Python gets Baidu browsing record _

Python gets Baidu browsing record __python

Last Update:2018-07-30 Source: Internet

Author: User

Developer on Alibaba Coud: Build your first app with APIs, SDKs, and tutorials on the Alibaba Cloud.
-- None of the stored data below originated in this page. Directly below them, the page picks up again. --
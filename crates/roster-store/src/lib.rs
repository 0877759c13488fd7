//! # roster-store
//!
//! Durable checkpoints for roster execution threads.
//!
//! A checkpoint is one JSON payload per thread id. Every commit names the
//! version it was computed from; a commit against any other version is
//! rejected with [`RosterError::CheckpointConflict`](roster_core::RosterError)
//! so two resumes of the same thread can never both apply.
//!
//! - [`MemoryCheckpointStore`]: in-process store for tests and one-shot runs
//! - [`FileCheckpointStore`]: one file per thread, written atomically, with a
//!   SHA-256 digest checked on every load

mod file;
mod memory;
mod record;

pub use file::FileCheckpointStore;
pub use memory::MemoryCheckpointStore;
pub use record::{CheckpointRecord, CheckpointStore, ThreadSummary};
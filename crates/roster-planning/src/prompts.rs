//! Prompt templates and response schemas for the three reasoning stages

use roster_core::{AgentDraft, ConversationEntry, Workflow};
use serde_json::{json, Value};

/// System prompt for decomposing a job description
pub const DECOMPOSER_SYSTEM: &str = "\
You split a job description into independent workflows that software agents can run.

Rules:
- Each workflow is a self-contained piece of recurring work with its own activation \
(a schedule or an event).
- Each workflow has MORE THAN ONE step, and every step states its requirement: the \
data source, integration or action it depends on.
- Do not merge unrelated work into one workflow and do not split one piece of work \
across workflows.
- If the job description is ambiguous in a way that changes the decomposition, call \
ask_human with one precise question. Never ask something already answered.
- Deliver the result by calling submit_result.";

/// System prompt for matching a workflow against the catalog
pub const MATCHER_SYSTEM: &str = "\
You decide whether a workflow can be automated with the capabilities and triggers \
available to this organization.

Rules:
- Call fetch_capabilities and fetch_triggers before answering.
- Only use providerId/id pairs exactly as they appear in those results. Never invent \
identifiers.
- If the available capabilities cover every step, answer with an agent: a name, a \
short description, the capabilities it needs and one trigger with its triggerParams.
- If they do not, answer with an unsatisfiedWorkflow whose explanation names what is \
missing.
- If a choice depends on information only the human has, call ask_human. Never ask \
something already answered.
- Deliver the result by calling submit_result.";

/// System prompt for writing an agent's behavior prompt
pub const ASSEMBLER_SYSTEM: &str = "\
You write the operating instructions for an autonomous agent.

The instructions are read by the agent every time its trigger fires. Describe, step \
by step, how to carry out the workflow using exactly the capabilities it was given, \
what to check before acting, and when to stop. Refer to capabilities by id.
If something essential is unclear, call ask_human. Never ask something already \
answered.
Deliver the result by calling submit_result.";

/// Schema of the decomposer answer
pub fn decomposition_schema() -> Value {
    json!({
        "type": "object",
        "required": ["workflows"],
        "properties": {
            "name": {"type": "string", "description": "Short name for the AI employee"},
            "description": {"type": "string"},
            "workflows": {
                "type": "array",
                "minItems": 1,
                "items": {
                    "type": "object",
                    "required": ["description", "steps", "activation"],
                    "properties": {
                        "originalDescription": {"type": "string"},
                        "description": {"type": "string"},
                        "steps": {
                            "type": "array",
                            "minItems": 2,
                            "items": {
                                "type": "object",
                                "required": ["description", "requirement"],
                                "properties": {
                                    "description": {"type": "string"},
                                    "requirement": {"type": "string", "minLength": 1}
                                }
                            }
                        },
                        "activation": {"type": "string"}
                    }
                }
            }
        }
    })
}

fn reference_schema() -> Value {
    json!({
        "type": "object",
        "required": ["providerId", "id"],
        "properties": {
            "providerId": {"type": "string"},
            "id": {"type": "string"}
        }
    })
}

/// Schema of the matcher answer
pub fn match_schema() -> Value {
    json!({
        "type": "object",
        "properties": {
            "agent": {
                "type": "object",
                "required": ["name", "description", "capabilities", "trigger"],
                "properties": {
                    "name": {"type": "string"},
                    "description": {"type": "string"},
                    "capabilities": {"type": "array", "minItems": 1, "items": reference_schema()},
                    "trigger": {
                        "type": "object",
                        "required": ["providerId", "id"],
                        "properties": {
                            "providerId": {"type": "string"},
                            "id": {"type": "string"},
                            "triggerParams": {"type": "object"}
                        }
                    }
                }
            },
            "unsatisfiedWorkflow": {
                "type": "object",
                "required": ["explanation"],
                "properties": {
                    "description": {"type": "string"},
                    "explanation": {"type": "string", "minLength": 1}
                }
            }
        }
    })
}

/// Schema of the assembler answer
pub fn assembly_schema() -> Value {
    json!({
        "type": "object",
        "required": ["prompt"],
        "properties": {
            "prompt": {"type": "string", "minLength": 1}
        }
    })
}

fn render_history(history: &[ConversationEntry]) -> String {
    if history.is_empty() {
        return String::new();
    }
    let mut out = String::from("\n\n## Answers already given by the human\n");
    for entry in history {
        out.push_str(&format!("- Q: {}\n  A: {}\n", entry.question, entry.answer));
    }
    out
}

fn render_workflow(workflow: &Workflow) -> String {
    let steps: Vec<String> = workflow
        .steps
        .iter()
        .enumerate()
        .map(|(i, step)| format!("{}. {} (requires: {})", i + 1, step.description, step.requirement))
        .collect();

    format!(
        "## Workflow\n{}\n\nActivation: {}\n\nSteps:\n{}\n\nPart of the job: {}",
        workflow.description,
        workflow.activation,
        steps.join("\n"),
        workflow.original_description
    )
}

/// First user message for the decomposer
pub fn decomposition_request(job_description: &str, history: &[ConversationEntry]) -> String {
    format!(
        "## Job description\n{}{}",
        job_description.trim(),
        render_history(history)
    )
}

/// First user message for the matcher
pub fn matching_request(workflow: &Workflow, history: &[ConversationEntry]) -> String {
    format!("{}{}", render_workflow(workflow), render_history(history))
}

/// First user message for the assembler
pub fn assembly_request(
    workflow: &Workflow,
    draft: &AgentDraft,
    history: &[ConversationEntry],
) -> String {
    let capabilities: Vec<String> = draft.capabilities.iter().map(ToString::to_string).collect();
    format!(
        "{}\n\n## Agent\nName: {}\nDescription: {}\nCapabilities: {}\nTrigger: {} {}{}",
        render_workflow(workflow),
        draft.name,
        draft.description,
        capabilities.join(", "),
        draft.trigger.reference,
        draft.trigger.trigger_params,
        render_history(history)
    )
}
Read more ＞

Python simulation Baidu Login instance detailed

Http://www.jb51.net/article/78406.htm

Python Combat Plan Learning assignment 2-1

http://blog.csdn.net/python012/article/details/53344501

Refer to the following online access to Baidu Internet Café login code, first get token, and then log in with a password to get cookies, continue to get Browse records

But sometimes you can get it sometimes, get the empty list, compare it because cookies are missing hm_lvt_ and stuff like that.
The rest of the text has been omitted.